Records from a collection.
════════════════

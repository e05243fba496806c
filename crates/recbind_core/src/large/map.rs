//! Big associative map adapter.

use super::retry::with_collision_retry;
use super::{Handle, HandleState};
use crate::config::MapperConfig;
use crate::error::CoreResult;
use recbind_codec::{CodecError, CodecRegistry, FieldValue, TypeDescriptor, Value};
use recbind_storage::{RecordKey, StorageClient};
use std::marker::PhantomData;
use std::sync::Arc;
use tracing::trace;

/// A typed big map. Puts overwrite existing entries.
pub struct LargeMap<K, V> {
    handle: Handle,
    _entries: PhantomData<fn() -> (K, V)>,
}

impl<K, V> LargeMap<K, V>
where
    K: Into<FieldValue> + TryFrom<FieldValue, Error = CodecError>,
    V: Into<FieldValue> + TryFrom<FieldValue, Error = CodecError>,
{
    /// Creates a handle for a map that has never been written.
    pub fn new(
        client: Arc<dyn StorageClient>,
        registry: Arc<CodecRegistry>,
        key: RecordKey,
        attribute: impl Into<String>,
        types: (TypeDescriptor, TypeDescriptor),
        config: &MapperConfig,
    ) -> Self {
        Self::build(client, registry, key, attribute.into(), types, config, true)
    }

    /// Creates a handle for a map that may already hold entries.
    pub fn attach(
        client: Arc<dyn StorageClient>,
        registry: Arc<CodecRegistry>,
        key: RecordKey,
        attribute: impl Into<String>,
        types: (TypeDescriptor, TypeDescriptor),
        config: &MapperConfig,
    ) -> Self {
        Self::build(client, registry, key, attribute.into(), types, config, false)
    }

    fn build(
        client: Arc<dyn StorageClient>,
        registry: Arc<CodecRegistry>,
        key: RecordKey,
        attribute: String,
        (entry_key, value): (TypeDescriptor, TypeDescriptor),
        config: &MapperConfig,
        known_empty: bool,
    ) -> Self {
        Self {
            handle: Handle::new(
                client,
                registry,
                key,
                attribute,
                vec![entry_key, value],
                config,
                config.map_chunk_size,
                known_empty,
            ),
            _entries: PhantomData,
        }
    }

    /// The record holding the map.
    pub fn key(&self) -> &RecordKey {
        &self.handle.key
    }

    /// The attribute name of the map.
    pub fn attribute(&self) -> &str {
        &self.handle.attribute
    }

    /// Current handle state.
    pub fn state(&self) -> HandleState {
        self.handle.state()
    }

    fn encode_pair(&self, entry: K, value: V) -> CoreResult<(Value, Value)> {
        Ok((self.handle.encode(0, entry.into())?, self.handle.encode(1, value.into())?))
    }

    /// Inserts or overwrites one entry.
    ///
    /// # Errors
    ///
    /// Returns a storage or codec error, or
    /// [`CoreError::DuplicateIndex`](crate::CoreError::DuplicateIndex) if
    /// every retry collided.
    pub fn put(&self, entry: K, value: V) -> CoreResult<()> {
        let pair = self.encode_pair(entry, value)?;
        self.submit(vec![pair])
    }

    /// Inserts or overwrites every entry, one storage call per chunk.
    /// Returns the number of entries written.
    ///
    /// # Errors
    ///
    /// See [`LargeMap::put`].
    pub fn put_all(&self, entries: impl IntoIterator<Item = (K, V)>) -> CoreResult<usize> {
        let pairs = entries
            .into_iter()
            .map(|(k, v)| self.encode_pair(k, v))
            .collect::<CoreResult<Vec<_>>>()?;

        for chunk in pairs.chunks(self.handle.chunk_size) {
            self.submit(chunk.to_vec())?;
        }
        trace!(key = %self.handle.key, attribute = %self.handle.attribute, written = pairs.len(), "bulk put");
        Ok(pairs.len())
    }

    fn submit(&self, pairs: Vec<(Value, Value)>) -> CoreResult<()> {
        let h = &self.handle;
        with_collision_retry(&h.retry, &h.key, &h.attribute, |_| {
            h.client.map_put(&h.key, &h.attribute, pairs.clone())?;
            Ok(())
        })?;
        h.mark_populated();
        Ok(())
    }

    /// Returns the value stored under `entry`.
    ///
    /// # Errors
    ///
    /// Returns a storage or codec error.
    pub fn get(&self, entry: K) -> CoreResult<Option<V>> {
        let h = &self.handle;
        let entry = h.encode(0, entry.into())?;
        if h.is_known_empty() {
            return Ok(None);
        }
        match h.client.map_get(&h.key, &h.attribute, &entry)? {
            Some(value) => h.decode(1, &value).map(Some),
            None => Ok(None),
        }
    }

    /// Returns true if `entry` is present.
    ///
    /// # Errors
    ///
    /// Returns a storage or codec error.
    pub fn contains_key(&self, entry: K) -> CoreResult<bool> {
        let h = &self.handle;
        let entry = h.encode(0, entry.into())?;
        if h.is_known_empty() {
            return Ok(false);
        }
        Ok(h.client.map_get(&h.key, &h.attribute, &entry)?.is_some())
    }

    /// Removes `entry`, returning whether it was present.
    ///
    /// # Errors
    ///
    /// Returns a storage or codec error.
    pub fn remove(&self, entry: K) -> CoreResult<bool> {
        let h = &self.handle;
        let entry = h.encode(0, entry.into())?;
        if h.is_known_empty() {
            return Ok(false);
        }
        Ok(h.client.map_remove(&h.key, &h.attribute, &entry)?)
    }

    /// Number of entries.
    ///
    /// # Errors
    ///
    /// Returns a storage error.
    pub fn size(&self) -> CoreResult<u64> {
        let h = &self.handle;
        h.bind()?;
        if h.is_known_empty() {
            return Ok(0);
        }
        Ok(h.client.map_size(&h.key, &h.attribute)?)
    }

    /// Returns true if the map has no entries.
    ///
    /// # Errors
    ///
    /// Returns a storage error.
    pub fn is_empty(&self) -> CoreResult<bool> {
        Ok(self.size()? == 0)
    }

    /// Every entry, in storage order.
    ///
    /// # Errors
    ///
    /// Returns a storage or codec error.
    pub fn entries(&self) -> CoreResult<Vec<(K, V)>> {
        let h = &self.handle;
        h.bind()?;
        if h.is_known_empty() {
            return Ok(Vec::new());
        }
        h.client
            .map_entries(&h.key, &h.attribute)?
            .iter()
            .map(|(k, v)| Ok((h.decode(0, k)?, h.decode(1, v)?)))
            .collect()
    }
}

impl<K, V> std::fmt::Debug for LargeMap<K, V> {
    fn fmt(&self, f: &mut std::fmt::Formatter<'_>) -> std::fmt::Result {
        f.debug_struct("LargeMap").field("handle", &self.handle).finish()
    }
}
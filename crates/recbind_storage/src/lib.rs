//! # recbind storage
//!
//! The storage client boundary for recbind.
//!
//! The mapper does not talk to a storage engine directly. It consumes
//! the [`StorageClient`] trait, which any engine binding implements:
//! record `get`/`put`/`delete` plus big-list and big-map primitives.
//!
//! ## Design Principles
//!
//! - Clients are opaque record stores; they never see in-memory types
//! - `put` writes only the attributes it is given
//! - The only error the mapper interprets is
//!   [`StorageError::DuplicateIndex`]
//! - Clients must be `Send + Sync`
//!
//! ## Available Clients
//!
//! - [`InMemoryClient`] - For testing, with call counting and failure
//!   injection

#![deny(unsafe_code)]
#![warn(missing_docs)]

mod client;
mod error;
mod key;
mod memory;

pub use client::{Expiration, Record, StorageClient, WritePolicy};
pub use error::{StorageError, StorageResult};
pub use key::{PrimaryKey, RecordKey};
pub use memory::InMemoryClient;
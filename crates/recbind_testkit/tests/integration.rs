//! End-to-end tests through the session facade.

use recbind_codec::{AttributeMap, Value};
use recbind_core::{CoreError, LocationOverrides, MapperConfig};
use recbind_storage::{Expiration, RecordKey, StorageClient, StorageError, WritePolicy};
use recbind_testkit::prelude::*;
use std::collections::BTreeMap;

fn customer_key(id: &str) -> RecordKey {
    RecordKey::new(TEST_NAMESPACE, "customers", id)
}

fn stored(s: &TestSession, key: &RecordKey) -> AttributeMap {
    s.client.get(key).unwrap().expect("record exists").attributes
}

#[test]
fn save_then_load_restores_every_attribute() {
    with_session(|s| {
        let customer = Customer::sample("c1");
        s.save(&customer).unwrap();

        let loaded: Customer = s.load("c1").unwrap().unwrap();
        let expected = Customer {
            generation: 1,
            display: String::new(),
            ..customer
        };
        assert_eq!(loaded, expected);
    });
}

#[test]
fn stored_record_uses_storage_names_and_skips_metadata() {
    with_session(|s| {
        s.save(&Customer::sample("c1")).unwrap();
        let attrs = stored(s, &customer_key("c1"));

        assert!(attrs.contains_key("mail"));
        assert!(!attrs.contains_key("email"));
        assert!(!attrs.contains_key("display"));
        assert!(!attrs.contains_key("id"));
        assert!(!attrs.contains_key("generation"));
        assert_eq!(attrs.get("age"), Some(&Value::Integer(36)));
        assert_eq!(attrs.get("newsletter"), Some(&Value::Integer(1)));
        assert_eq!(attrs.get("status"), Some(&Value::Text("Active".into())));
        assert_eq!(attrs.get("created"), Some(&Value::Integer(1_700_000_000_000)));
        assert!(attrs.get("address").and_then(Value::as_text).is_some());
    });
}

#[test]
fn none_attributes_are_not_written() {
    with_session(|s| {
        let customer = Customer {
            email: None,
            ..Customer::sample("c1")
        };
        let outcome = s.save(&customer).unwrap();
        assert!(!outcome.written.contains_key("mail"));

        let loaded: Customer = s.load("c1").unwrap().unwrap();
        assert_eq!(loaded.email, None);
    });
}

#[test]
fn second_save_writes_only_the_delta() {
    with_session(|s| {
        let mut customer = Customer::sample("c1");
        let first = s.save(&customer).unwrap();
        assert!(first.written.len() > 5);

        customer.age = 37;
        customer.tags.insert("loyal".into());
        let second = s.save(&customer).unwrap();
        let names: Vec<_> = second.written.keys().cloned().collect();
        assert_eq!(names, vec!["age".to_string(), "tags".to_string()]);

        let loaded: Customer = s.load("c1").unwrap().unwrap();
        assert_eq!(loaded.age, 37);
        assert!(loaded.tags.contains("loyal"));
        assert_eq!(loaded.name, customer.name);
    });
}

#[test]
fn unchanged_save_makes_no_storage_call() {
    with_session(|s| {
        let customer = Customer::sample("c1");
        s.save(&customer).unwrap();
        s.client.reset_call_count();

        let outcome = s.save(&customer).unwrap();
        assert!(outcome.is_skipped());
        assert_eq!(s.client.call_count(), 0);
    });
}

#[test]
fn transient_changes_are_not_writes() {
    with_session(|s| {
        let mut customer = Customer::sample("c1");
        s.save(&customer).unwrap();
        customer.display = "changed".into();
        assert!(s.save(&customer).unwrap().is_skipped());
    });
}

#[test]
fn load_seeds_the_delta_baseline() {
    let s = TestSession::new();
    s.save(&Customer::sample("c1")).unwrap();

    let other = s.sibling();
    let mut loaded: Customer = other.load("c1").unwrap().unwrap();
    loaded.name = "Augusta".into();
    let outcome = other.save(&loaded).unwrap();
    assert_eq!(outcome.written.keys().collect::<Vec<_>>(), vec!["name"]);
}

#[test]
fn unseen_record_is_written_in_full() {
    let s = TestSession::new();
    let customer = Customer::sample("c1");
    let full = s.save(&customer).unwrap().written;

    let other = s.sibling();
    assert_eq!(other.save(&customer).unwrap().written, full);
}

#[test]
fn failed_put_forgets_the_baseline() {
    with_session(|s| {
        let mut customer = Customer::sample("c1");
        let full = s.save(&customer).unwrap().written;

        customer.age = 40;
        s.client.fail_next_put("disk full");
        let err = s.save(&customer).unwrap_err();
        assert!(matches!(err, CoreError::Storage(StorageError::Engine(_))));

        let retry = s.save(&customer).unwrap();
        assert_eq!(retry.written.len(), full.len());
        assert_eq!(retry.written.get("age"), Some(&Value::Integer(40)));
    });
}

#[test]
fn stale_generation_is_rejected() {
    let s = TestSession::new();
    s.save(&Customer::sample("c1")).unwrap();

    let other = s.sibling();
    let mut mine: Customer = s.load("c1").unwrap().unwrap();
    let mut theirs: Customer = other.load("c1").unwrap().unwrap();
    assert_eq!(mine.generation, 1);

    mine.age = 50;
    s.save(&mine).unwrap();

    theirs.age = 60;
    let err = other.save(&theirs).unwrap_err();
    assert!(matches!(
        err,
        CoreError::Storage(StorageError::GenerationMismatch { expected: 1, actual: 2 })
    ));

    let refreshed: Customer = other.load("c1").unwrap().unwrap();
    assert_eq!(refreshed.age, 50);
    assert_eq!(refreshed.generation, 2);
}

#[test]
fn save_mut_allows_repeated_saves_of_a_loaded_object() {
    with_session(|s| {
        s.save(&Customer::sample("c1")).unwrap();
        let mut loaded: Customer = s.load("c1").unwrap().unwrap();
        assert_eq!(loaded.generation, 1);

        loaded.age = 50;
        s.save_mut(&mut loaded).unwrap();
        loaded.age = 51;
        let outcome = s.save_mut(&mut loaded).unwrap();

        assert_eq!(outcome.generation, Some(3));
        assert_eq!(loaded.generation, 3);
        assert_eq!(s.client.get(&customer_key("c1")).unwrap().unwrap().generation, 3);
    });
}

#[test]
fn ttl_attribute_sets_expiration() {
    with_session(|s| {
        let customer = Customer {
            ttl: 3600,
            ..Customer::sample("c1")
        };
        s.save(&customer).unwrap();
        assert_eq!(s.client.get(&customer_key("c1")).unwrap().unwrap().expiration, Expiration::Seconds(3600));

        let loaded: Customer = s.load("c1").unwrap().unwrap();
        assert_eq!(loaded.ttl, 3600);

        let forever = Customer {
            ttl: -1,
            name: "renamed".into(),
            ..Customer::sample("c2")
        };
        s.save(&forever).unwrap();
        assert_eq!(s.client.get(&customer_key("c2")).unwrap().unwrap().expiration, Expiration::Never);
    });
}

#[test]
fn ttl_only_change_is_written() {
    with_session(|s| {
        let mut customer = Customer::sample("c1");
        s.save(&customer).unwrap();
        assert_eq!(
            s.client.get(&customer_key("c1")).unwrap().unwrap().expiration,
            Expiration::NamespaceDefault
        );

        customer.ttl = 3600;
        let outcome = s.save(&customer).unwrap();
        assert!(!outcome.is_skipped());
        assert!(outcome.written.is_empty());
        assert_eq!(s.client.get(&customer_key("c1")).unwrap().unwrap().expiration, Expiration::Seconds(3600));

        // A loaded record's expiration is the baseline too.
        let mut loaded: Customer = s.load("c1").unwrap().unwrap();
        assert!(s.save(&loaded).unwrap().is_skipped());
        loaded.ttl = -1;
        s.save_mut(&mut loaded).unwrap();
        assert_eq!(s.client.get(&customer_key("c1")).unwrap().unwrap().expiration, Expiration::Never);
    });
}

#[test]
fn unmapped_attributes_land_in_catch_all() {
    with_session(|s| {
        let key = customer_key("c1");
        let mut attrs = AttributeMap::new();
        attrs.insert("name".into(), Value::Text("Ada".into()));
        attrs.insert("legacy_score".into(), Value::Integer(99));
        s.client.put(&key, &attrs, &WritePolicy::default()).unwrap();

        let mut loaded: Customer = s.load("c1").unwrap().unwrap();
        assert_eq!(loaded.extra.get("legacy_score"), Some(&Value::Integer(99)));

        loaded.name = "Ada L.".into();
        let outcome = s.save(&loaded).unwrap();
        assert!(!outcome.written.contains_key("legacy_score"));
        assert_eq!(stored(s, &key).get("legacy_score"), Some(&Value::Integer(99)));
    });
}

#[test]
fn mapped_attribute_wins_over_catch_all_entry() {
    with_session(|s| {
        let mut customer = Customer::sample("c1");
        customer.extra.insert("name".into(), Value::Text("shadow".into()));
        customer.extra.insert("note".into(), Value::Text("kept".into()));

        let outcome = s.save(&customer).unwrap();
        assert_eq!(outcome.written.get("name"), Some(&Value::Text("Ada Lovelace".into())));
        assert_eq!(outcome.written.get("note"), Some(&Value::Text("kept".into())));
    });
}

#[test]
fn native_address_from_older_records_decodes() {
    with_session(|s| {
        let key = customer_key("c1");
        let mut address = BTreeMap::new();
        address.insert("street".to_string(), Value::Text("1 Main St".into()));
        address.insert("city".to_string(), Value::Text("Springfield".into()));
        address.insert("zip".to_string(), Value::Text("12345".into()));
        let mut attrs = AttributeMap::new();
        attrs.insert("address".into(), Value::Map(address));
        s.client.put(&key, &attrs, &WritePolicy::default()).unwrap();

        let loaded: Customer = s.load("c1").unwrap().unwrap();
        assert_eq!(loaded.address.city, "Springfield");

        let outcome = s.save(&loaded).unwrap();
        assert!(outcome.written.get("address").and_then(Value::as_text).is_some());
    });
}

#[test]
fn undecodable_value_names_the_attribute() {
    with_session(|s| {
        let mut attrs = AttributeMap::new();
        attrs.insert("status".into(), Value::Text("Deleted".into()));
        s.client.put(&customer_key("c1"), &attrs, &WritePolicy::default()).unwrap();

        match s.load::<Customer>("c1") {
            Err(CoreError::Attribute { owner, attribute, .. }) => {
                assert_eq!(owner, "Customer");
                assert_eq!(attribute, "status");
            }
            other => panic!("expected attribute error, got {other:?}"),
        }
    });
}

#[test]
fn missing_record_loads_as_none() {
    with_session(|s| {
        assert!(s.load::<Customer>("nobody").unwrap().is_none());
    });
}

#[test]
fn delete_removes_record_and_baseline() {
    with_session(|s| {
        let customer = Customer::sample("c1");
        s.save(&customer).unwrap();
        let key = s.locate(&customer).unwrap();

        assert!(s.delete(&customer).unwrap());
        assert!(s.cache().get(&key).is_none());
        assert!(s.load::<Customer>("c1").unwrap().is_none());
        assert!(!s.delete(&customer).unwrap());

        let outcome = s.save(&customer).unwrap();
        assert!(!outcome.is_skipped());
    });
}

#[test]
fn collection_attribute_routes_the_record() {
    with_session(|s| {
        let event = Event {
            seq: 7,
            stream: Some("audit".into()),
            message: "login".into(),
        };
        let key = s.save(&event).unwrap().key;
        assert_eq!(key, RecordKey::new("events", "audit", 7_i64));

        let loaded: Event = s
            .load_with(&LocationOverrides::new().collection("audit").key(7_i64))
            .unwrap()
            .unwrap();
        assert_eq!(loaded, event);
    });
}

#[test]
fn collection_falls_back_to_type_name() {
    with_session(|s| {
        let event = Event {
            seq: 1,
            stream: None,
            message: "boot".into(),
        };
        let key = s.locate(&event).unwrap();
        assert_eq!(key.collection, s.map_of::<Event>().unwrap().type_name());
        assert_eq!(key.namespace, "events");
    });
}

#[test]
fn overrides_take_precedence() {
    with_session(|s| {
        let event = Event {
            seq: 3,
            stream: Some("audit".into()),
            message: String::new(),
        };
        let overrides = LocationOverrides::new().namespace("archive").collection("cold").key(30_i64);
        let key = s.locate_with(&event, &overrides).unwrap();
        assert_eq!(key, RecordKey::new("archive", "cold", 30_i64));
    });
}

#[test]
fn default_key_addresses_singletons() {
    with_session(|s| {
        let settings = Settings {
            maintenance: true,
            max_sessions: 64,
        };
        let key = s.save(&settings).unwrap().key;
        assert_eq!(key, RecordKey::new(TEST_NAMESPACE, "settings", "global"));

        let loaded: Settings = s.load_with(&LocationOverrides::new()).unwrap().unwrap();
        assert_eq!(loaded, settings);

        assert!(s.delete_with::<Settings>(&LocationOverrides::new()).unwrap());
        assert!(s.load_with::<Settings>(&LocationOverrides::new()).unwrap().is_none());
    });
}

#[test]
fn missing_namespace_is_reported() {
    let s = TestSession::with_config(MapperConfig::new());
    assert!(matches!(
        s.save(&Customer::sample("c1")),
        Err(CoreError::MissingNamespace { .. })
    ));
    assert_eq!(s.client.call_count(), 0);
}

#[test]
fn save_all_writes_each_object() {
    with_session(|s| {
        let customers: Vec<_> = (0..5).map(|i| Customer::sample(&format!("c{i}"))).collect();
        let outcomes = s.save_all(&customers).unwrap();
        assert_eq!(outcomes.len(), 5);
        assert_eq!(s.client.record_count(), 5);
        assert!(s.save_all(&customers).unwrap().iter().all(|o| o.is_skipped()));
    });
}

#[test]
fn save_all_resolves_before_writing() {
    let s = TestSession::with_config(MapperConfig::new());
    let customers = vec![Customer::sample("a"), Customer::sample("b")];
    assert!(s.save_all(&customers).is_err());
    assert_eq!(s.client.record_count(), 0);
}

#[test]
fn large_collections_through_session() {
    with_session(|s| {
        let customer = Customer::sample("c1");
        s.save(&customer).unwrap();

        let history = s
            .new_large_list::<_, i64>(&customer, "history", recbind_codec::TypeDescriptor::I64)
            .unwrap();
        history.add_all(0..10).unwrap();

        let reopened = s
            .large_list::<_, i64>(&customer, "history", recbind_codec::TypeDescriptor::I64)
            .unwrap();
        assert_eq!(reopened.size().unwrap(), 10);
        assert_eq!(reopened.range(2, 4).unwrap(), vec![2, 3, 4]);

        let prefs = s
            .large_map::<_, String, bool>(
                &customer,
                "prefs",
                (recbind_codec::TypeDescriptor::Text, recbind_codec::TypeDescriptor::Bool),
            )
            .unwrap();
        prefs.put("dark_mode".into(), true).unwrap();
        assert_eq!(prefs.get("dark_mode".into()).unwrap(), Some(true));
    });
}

════════════════

WORK ITEM. Set down exactly the lines that begin the records and continue through the line bearing "use crate::error::CoreResult;"; include both ends.

ANSWER TO THIS PROBLEM.
repository e05243fba496806c
filename crates/recbind_core/src/large/map.rs
//! Big associative map adapter.

use super::retry::with_collision_retry;
use super::{Handle, HandleState};
use crate::config::MapperConfig;
use crate::error::CoreResult;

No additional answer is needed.